■ **WHAT NEEDS TO BE DONE**
Out of the lines below, please list those that hold the string "Unchanged".
-----
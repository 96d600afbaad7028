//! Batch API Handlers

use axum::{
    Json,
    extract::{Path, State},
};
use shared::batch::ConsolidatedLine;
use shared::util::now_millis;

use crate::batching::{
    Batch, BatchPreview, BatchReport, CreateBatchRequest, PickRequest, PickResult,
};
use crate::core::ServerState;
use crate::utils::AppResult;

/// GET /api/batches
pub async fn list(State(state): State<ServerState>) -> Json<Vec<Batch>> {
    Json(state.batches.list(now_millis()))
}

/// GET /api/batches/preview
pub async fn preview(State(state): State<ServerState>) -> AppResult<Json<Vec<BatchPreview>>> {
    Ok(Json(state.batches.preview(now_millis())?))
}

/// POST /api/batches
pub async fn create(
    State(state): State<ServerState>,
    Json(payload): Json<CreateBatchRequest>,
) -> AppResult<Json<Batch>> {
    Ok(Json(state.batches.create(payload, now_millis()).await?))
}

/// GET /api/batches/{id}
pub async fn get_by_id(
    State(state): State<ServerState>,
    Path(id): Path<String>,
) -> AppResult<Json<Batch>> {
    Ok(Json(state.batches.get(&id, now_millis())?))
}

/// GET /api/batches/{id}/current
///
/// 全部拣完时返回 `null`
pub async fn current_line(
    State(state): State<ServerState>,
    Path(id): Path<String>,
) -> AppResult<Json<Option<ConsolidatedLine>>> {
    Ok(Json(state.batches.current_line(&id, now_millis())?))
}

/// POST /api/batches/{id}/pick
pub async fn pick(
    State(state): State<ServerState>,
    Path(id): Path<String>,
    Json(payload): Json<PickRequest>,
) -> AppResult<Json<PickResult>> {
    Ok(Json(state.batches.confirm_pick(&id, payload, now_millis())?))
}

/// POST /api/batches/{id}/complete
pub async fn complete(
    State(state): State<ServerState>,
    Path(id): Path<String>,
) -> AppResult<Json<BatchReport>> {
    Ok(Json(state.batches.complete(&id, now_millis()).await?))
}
-----
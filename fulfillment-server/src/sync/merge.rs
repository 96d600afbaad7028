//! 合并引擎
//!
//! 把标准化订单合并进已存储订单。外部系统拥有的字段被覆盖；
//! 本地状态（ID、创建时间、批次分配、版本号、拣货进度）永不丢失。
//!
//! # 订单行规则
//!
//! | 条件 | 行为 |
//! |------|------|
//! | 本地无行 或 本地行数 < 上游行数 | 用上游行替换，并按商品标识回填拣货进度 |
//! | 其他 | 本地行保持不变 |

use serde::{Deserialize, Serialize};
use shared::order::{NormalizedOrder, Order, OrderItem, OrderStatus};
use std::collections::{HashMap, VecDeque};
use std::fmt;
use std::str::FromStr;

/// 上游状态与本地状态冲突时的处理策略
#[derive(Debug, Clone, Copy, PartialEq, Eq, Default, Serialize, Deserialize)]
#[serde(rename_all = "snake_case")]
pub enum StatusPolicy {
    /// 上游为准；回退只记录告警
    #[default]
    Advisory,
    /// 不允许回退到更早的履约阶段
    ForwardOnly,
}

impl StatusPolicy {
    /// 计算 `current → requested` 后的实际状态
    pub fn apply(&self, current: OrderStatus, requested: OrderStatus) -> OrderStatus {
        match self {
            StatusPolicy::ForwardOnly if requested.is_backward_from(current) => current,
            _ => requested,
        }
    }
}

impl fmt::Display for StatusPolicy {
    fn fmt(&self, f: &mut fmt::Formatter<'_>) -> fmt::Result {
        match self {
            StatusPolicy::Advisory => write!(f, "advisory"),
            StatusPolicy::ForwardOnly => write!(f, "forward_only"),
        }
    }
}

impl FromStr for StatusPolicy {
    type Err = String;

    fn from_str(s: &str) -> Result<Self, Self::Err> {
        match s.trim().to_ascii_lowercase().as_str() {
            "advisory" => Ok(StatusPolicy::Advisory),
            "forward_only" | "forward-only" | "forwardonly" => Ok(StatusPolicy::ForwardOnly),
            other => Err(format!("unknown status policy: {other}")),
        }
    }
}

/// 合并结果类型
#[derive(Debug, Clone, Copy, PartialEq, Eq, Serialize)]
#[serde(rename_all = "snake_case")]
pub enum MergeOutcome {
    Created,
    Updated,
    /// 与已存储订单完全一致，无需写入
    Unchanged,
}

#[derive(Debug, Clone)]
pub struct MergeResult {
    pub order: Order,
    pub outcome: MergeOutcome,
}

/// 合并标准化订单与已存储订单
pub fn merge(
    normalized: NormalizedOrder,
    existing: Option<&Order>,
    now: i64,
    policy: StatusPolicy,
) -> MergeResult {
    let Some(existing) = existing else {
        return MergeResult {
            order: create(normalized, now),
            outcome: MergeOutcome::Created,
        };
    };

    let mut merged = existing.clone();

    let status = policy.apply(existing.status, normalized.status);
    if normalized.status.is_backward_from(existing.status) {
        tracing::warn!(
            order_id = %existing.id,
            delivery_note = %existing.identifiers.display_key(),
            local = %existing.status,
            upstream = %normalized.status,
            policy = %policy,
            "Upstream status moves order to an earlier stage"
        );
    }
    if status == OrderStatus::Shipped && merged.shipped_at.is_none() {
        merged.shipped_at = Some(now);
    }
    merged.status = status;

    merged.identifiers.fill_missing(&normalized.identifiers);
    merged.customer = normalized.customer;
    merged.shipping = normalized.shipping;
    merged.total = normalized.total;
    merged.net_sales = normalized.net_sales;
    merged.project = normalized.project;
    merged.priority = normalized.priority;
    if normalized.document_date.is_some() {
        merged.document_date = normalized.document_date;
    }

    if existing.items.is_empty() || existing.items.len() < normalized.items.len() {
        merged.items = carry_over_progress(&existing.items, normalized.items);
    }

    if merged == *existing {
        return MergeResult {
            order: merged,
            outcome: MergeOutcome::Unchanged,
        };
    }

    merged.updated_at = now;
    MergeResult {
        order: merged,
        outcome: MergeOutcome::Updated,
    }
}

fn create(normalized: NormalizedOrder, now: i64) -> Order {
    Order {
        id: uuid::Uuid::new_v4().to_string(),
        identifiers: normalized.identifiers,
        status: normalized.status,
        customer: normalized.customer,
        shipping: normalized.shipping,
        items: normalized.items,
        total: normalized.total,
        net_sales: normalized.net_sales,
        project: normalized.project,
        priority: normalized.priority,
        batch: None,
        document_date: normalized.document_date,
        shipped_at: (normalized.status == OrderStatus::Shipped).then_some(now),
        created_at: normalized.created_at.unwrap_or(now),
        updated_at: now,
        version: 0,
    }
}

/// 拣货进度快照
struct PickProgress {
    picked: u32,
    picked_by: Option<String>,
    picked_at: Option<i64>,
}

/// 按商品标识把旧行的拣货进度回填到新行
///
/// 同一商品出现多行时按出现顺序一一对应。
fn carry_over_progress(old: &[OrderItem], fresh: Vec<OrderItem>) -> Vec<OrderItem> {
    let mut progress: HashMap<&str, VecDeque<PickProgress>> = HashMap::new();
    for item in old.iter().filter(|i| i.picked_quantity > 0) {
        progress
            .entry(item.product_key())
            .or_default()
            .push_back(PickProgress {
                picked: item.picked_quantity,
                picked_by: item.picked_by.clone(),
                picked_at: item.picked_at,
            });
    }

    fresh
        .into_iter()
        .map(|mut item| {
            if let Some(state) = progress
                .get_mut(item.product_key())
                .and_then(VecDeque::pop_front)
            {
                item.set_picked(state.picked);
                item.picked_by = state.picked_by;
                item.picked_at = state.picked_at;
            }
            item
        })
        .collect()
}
-----
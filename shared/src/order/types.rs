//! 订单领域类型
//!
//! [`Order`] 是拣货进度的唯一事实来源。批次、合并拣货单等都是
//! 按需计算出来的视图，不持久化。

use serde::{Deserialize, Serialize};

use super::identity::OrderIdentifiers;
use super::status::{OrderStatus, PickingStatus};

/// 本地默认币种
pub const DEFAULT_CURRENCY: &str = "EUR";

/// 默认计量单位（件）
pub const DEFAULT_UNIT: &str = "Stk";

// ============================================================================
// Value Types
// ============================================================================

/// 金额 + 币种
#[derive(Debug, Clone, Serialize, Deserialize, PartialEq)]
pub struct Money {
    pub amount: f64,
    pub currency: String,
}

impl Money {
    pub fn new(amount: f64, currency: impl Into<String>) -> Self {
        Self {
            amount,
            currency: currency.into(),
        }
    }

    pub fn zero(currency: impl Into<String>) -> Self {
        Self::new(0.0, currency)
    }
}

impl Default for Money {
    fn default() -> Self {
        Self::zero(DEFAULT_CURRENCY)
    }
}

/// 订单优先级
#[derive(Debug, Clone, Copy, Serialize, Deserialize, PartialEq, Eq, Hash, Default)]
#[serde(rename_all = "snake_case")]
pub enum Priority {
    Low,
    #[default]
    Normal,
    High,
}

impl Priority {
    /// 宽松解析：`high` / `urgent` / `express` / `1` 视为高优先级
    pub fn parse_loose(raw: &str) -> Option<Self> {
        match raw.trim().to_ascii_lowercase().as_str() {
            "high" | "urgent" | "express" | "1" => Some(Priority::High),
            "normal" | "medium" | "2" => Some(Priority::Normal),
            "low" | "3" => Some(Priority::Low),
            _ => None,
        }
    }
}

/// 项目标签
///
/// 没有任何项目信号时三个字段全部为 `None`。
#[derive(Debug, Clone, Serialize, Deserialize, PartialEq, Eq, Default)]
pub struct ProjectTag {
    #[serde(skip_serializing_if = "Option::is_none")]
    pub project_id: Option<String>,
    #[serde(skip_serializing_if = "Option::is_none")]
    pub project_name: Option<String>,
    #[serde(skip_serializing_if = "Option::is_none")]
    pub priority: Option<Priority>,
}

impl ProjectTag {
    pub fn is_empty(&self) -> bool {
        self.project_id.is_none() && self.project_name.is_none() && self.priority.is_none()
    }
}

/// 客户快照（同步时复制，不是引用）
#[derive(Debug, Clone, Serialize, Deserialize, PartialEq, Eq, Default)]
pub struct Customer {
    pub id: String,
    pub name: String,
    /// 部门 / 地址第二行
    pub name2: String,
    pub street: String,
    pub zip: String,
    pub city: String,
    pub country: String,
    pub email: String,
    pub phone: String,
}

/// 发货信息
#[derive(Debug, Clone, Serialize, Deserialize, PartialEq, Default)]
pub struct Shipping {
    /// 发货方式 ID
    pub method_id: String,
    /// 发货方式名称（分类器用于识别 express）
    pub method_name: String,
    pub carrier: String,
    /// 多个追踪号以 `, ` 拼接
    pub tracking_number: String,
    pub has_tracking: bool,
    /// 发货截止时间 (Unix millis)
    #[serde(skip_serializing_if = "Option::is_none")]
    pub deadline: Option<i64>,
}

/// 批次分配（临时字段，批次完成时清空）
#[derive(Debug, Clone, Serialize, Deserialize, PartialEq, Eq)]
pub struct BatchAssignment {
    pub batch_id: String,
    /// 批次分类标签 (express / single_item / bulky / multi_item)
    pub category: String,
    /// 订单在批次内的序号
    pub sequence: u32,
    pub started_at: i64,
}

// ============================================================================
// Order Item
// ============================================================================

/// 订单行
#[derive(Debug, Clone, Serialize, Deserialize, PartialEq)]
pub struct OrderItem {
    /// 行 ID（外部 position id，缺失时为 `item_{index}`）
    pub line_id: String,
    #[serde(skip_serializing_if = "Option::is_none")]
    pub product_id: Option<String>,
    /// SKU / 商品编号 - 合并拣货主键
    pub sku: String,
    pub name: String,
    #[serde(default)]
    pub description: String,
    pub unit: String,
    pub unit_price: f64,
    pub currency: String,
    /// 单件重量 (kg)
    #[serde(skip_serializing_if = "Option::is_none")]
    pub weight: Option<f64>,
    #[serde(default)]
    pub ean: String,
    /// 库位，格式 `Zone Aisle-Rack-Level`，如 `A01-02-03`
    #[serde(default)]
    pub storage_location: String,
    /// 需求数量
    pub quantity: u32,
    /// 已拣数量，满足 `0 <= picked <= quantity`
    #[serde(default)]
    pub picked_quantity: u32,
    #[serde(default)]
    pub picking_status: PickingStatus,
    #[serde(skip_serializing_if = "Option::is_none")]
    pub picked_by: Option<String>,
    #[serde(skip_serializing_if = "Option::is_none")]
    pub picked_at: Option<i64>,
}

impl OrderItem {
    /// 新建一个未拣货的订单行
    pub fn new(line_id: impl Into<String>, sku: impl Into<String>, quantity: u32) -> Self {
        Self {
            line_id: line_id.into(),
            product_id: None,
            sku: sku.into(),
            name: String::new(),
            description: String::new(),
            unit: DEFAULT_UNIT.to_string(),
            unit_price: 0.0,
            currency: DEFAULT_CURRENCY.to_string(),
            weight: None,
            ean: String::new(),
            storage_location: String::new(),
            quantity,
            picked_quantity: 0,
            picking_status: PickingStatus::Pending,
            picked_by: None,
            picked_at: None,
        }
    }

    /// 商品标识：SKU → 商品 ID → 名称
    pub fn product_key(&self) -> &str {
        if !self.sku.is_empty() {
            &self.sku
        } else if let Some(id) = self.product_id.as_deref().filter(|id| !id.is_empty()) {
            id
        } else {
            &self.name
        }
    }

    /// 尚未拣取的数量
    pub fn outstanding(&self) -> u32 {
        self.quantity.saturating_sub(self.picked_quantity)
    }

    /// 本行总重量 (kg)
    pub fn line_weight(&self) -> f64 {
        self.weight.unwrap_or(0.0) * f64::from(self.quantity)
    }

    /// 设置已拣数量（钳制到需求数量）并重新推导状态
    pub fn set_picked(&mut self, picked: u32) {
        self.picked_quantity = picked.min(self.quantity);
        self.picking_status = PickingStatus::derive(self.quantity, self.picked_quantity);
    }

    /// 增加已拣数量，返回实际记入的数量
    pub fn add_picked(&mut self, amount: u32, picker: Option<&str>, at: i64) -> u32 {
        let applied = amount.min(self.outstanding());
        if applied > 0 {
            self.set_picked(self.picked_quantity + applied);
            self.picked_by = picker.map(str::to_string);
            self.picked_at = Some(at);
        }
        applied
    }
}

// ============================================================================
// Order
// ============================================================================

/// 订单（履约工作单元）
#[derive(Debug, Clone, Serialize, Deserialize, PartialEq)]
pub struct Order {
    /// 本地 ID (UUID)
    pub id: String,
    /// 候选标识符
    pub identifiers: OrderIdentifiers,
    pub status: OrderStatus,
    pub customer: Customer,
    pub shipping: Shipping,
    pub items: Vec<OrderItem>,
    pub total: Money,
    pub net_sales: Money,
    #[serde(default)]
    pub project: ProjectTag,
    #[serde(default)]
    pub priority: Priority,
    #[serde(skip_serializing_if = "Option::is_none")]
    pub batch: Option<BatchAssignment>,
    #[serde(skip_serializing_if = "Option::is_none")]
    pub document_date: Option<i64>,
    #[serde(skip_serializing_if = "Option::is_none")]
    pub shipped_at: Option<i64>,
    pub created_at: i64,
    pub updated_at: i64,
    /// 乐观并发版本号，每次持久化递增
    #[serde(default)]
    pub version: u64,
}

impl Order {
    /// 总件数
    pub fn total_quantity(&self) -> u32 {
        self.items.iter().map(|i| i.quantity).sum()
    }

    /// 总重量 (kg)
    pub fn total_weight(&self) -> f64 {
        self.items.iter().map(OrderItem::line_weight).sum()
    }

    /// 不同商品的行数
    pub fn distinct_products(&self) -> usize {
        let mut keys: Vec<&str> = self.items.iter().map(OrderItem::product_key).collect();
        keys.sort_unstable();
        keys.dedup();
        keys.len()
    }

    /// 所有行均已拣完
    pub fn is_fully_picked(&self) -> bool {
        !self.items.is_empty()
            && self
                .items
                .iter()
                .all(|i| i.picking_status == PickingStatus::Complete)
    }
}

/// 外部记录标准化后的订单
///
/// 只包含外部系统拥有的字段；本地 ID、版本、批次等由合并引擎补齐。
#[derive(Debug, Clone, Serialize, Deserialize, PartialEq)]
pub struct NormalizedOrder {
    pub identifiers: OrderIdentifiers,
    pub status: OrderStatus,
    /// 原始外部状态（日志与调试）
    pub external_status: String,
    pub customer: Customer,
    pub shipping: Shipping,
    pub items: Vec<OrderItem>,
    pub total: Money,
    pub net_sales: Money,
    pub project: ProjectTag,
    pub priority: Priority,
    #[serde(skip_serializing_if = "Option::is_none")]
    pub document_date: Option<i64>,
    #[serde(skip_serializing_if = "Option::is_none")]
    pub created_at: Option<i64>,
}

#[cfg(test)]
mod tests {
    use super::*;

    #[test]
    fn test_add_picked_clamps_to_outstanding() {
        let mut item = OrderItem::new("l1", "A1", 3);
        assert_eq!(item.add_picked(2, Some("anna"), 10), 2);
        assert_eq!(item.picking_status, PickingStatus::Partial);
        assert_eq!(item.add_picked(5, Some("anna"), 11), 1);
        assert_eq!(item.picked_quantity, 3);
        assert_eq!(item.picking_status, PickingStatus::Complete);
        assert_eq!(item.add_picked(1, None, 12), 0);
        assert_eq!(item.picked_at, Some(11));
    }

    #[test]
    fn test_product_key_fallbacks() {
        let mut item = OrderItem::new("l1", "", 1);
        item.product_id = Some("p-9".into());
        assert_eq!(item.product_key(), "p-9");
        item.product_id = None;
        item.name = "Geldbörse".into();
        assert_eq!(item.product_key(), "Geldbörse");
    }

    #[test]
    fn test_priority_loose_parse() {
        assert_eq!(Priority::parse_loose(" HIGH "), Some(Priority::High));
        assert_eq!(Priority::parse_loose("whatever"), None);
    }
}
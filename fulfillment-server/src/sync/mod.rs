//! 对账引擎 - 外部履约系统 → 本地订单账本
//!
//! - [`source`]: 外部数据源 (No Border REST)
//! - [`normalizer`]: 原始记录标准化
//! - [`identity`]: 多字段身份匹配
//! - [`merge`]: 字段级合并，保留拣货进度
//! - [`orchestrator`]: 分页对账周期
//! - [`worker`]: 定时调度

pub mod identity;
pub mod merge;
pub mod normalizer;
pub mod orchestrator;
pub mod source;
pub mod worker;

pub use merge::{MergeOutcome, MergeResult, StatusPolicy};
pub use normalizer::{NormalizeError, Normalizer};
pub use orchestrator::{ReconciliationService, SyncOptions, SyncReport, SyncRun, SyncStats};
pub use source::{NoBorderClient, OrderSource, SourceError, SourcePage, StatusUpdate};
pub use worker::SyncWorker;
-----
■ **SOLUTION TO THE EXERCISE**
    Unchanged,
            outcome: MergeOutcome::Unchanged,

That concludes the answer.